WORK INSTRUCTIONS: Examine the material below. Gather every line in which the string "bool" appears.

*** DATA FOR THE TASK Section Begins ***

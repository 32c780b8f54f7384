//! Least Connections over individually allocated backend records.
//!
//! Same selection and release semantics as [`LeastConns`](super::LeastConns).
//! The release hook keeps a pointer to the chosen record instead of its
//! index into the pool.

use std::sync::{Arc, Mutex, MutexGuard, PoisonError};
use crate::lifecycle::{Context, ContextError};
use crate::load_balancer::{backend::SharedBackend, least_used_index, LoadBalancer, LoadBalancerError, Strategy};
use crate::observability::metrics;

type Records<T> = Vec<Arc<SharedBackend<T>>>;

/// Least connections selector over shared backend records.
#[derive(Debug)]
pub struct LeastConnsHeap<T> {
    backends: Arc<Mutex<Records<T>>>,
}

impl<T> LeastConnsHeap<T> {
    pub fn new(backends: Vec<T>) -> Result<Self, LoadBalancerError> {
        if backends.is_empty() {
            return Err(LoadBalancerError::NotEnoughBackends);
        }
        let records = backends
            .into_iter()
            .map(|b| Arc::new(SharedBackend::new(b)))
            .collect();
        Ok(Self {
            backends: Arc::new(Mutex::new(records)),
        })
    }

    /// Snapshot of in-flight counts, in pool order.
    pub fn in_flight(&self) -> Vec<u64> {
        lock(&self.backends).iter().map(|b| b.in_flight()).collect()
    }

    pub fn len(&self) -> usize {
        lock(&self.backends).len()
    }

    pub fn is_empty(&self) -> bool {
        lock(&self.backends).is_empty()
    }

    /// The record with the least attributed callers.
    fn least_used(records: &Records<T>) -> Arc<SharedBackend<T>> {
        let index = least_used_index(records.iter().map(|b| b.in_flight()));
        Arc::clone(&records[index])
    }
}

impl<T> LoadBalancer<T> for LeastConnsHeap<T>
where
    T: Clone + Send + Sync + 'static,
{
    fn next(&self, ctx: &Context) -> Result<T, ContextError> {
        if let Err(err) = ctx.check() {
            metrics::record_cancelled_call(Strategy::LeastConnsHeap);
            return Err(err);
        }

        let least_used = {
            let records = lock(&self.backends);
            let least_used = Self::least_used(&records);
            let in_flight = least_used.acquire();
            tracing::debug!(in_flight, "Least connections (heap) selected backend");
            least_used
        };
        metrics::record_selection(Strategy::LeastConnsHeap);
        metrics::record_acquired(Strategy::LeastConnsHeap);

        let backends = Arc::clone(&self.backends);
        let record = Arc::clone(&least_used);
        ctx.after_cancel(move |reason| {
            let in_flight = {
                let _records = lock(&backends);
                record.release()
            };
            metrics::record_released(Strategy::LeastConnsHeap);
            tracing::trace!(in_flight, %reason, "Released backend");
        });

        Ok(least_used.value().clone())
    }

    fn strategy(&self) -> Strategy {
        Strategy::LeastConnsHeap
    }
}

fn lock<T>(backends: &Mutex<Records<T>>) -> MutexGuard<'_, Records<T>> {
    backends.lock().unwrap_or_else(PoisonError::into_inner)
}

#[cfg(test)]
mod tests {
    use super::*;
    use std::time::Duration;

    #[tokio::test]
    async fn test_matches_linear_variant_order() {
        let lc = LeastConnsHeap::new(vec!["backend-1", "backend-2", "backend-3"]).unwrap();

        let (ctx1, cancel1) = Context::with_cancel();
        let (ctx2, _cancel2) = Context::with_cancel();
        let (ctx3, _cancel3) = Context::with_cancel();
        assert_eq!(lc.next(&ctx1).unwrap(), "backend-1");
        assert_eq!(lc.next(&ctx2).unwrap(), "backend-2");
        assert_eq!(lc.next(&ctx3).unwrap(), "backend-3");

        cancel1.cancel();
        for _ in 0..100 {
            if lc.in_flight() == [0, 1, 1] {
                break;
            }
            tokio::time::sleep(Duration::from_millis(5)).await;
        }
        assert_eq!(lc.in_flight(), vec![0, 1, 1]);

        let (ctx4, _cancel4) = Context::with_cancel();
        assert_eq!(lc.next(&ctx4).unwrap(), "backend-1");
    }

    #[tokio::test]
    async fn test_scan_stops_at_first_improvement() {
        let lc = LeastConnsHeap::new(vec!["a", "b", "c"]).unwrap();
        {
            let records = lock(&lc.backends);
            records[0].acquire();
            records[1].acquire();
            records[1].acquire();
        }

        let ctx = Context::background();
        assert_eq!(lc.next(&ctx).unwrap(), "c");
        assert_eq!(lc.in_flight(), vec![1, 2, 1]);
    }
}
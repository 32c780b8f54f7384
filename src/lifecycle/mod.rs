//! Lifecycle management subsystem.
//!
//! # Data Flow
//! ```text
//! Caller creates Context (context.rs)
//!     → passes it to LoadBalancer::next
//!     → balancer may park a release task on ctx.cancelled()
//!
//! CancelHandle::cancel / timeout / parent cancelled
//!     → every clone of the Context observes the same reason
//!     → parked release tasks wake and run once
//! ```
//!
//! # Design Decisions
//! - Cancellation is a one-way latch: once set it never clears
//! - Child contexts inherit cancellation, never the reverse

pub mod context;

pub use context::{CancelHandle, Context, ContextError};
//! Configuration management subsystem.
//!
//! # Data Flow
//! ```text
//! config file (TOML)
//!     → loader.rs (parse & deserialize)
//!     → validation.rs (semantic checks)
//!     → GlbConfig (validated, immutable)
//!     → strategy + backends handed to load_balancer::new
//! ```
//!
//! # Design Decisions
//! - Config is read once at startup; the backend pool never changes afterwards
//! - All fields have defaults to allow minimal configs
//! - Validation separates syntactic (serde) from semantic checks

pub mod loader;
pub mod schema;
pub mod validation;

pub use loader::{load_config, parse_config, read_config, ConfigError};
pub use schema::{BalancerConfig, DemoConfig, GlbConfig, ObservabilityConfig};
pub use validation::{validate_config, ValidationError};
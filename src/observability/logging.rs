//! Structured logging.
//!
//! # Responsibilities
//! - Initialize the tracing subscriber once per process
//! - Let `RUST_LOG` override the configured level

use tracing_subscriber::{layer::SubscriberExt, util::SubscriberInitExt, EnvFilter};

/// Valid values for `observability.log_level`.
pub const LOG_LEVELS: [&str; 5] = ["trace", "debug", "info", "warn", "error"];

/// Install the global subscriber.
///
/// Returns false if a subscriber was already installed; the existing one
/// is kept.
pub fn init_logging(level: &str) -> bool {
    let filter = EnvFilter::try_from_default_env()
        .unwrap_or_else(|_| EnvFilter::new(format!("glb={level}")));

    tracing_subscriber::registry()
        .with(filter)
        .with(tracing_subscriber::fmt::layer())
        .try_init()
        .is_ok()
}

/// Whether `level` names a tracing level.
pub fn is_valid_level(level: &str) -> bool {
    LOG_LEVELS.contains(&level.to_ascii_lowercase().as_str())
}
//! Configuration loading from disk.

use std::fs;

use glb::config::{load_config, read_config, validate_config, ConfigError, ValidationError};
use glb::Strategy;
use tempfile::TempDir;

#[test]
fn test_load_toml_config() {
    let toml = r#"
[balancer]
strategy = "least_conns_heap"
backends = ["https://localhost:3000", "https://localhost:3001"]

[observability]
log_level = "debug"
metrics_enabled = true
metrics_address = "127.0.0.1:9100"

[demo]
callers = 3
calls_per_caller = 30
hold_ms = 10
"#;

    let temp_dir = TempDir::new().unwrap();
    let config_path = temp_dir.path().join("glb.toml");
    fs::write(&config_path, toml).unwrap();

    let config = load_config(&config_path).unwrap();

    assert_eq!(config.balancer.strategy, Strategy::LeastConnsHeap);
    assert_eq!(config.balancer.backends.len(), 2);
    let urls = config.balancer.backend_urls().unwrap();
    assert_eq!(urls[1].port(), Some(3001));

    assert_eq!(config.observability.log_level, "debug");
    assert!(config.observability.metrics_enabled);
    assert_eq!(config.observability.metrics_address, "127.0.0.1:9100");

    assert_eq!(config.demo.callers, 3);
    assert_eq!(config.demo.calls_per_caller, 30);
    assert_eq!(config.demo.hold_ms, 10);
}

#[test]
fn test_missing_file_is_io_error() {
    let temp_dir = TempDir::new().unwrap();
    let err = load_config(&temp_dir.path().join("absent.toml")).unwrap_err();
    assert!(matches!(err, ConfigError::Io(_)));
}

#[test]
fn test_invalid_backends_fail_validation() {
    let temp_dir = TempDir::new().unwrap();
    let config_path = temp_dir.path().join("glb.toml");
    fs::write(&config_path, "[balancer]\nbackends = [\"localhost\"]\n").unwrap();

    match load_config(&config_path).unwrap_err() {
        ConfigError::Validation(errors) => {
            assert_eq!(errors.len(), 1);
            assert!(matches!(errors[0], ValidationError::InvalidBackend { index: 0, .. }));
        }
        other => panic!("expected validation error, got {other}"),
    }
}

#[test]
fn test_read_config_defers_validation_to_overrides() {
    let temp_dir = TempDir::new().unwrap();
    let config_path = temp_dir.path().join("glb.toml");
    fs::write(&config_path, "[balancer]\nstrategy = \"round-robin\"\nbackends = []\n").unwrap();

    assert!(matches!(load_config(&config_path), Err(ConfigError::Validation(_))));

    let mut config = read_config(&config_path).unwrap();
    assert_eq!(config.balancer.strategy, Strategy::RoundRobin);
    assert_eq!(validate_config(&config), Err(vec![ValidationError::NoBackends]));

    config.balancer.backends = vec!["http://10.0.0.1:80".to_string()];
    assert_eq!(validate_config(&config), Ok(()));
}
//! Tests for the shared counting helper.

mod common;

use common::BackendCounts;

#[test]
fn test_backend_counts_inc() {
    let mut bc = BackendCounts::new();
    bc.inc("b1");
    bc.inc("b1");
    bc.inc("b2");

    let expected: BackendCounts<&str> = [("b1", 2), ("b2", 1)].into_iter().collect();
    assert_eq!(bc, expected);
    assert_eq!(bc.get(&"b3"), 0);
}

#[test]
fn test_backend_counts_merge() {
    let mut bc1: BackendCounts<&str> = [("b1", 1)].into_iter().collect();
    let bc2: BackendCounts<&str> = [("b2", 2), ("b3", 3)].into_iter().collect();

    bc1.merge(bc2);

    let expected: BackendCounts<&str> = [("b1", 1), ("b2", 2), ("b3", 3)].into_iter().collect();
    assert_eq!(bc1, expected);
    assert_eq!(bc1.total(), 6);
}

*** DATA FOR THE TASK Section Ends ***

ANSWER SPACE:
    pub fn is_empty(&self) -> bool {
pub fn init_logging(level: &str) -> bool {
pub fn is_valid_level(level: &str) -> bool {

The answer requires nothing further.